Of course, in my studies, i was not taught vulgar Latin of any Roman 
period. This nonclassical vulgar Latin, however, is for the most part 
the "language" of the Apician cookbook, according to F&R and G&G.

G&G go into a great deal of analysis of the language and grammar of 
the mss. in a section titled "The style and grammar of Apicius" on 
pp. 95-106. I certainly won't go through it all here.

G&G begin, "The Latinity of 'Apicius', as preserved in the two 
principal manuscripts [i.e., Vatican and NY Academy of Medicine], is 
extremely varied. Some of the recipes incorporate grammar and syntax 
which, for all its simplicity, is classical in style; others are 
redolent of Vulgar Latin. While we use the term "vulgar" to describe 
these features, this should not be taken as indication of a later 
date for particular recipes, since in both syntax and spelling they 
mirror the language found in inscriptions from relatively early 
periods in the empire, and even the late republic... The quality of 
the Latinity of any given recipe might be an indication of date, but 
it might equally reflect the writer's ability to write or spell 
since, as will be detailed in the notes which follow, many of the 
departures from what might be termed 'normative' Latin of the 
classical and imperial periods co-existed with more learned 
registers. The presence of 'vulgarisms' does not argue against our 
conclusions about the extended time-span during which the collection 
was assembled..." (p. 95)

Apparently some scholars think the vulgar Latin of the texts point to 
a late period of origin for the text of the mss. Clearly, since there 
are references to 4th century personages, the text is that late, but 
its original sources are varied, and many are quite early (1st c. CE)

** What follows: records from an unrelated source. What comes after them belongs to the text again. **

//! In-process stand-in for the Live endpoint.
//!
//! Replies to `clientContent` with one model turn of two text parts and to
//! `realtimeInput` with one audio part, so tests can observe both fan-out
//! paths.

#![allow(dead_code)]

use std::net::SocketAddr;
use std::sync::atomic::{AtomicUsize, Ordering};
use std::sync::{Arc, Mutex};
use std::time::Duration;

use futures_util::{SinkExt, StreamExt};
use sahayak_relay::upstream::LiveEndpoint;
use sahayak_relay::LiveSettings;
use serde_json::{json, Value};
use tokio::net::{TcpListener, TcpStream};
use tokio::sync::broadcast;
use tokio::task::JoinHandle;
use tokio_tungstenite::{accept_async, tungstenite::Message};

pub const FAKE_AUDIO: &str = "AAAA";

#[derive(Debug, Clone, Copy, PartialEq, Eq)]
pub enum FakeMode {
    /// Acknowledge every setup.
    Ack,
    /// Accept connections but never acknowledge setup.
    Silent,
    /// Acknowledge text-modality setups only.
    AckTextOnly,
}

pub struct FakeLiveServer {
    pub addr: SocketAddr,
    open: Arc<AtomicUsize>,
    accepted: Arc<AtomicUsize>,
    setups: Arc<Mutex<Vec<Value>>>,
    frames: Arc<Mutex<Vec<Value>>>,
    hangup: broadcast::Sender<()>,
    accept_task: JoinHandle<()>,
}

impl FakeLiveServer {
    pub async fn start(mode: FakeMode) -> Self {
        let listener = TcpListener::bind("127.0.0.1:0").await.unwrap();
        let addr = listener.local_addr().unwrap();
        let open = Arc::new(AtomicUsize::new(0));
        let accepted = Arc::new(AtomicUsize::new(0));
        let setups = Arc::new(Mutex::new(Vec::new()));
        let frames = Arc::new(Mutex::new(Vec::new()));
        let (hangup, _) = broadcast::channel(4);

        let accept_task = {
            let open = Arc::clone(&open);
            let accepted = Arc::clone(&accepted);
            let setups = Arc::clone(&setups);
            let frames = Arc::clone(&frames);
            let hangup = hangup.clone();
            tokio::spawn(async move {
                while let Ok((stream, _)) = listener.accept().await {
                    accepted.fetch_add(1, Ordering::SeqCst);
                    open.fetch_add(1, Ordering::SeqCst);
                    let open = Arc::clone(&open);
                    let setups = Arc::clone(&setups);
                    let frames = Arc::clone(&frames);
                    let hangup = hangup.subscribe();
                    tokio::spawn(async move {
                        serve_upstream(stream, mode, setups, frames, hangup).await;
                        open.fetch_sub(1, Ordering::SeqCst);
                    });
                }
            })
        };

        Self {
            addr,
            open,
            accepted,
            setups,
            frames,
            hangup,
            accept_task,
        }
    }

    pub fn url(&self) -> String {
        format!("ws://{}/live", self.addr)
    }

    pub fn settings(&self, handshake_timeout: Duration) -> LiveSettings {
        LiveSettings {
            endpoint: LiveEndpoint::new(self.url(), None),
            model: "models/test-live".into(),
            default_instruction: "You are a test teacher.".into(),
            text_voice: "Aoede".into(),
            audio_voice: "Puck".into(),
            google_search: false,
            handshake_timeout,
        }
    }

    pub fn open_connections(&self) -> usize {
        self.open.load(Ordering::SeqCst)
    }

    pub fn accepted_connections(&self) -> usize {
        self.accepted.load(Ordering::SeqCst)
    }

    pub fn setups(&self) -> Vec<Value> {
        self.setups.lock().unwrap().clone()
    }

    pub fn frames(&self) -> Vec<Value> {
        self.frames.lock().unwrap().clone()
    }

    /// Closes every upstream connection from the server side.
    pub fn hang_up(&self) {
        let _ = self.hangup.send(());
    }

    pub async fn wait_for_open(&self, expected: usize) {
        while self.open_connections() != expected {
            tokio::time::sleep(Duration::from_millis(20)).await;
        }
    }
}

impl Drop for FakeLiveServer {
    fn drop(&mut self) {
        self.accept_task.abort();
    }
}

async fn serve_upstream(
    stream: TcpStream,
    mode: FakeMode,
    setups: Arc<Mutex<Vec<Value>>>,
    frames: Arc<Mutex<Vec<Value>>>,
    mut hangup: broadcast::Receiver<()>,
) {
    let Ok(mut ws) = accept_async(stream).await else {
        return;
    };

    loop {
        tokio::select! {
            _ = hangup.recv() => {
                let _ = ws.close(None).await;
                return;
            }
            incoming = ws.next() => {
                let text = match incoming {
                    Some(Ok(Message::Text(text))) => text.as_str().to_owned(),
                    Some(Ok(Message::Close(_))) | None | Some(Err(_)) => return,
                    Some(Ok(_)) => continue,
                };
                let Ok(frame) = serde_json::from_str::<Value>(&text) else {
                    continue;
                };
                for reply in replies(mode, &frame, &setups, &frames) {
                    if ws.send(Message::Text(reply.to_string().into())).await.is_err() {
                        return;
                    }
                }
            }
        }
    }
}

fn replies(
    mode: FakeMode,
    frame: &Value,
    setups: &Mutex<Vec<Value>>,
    frames: &Mutex<Vec<Value>>,
) -> Vec<Value> {
    if let Some(setup) = frame.get("setup") {
        setups.lock().unwrap().push(setup.clone());
        let modality = setup["generationConfig"]["responseModalities"]
            .as_str()
            .unwrap_or_default();
        let acknowledge = match mode {
            FakeMode::Ack => true,
            FakeMode::Silent => false,
            FakeMode::AckTextOnly => modality == "text",
        };
        return if acknowledge {
            vec![json!({ "setupComplete": {} })]
        } else {
            Vec::new()
        };
    }

    frames.lock().unwrap().push(frame.clone());
    if frame.get("clientContent").is_some() {
        vec![
            json!({ "serverContent": { "modelTurn": { "parts": [
                { "text": "Hello " },
                { "text": "world" }
            ] } } }),
            json!({ "serverContent": { "turnComplete": true } }),
        ]
    } else if frame.get("realtimeInput").is_some() {
        vec![json!({ "serverContent": { "modelTurn": { "parts": [
            { "inlineData": { "mimeType": "audio/pcm;rate=24000", "data": FAKE_AUDIO } }
        ] } } })]
    } else {
        Vec::new()
    }
}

On p. 96, G&G quote Roger Wright, "in a recent collection of studies, 
it might well be the case 'that spoken Imperial Latin was ... more 
like the Romance languages than we usually give it credit for'. " The 
footnote here points to Wright's work, "Latin and the Romance 
Languages in the Early Middle Ages" (University Park PA, 1996).

There is a great deal more analysis of the format of the recipes, the 
specifics of cooking terminology and how to interpret and translate 
them, the vagaries of grammar and syntax, etc.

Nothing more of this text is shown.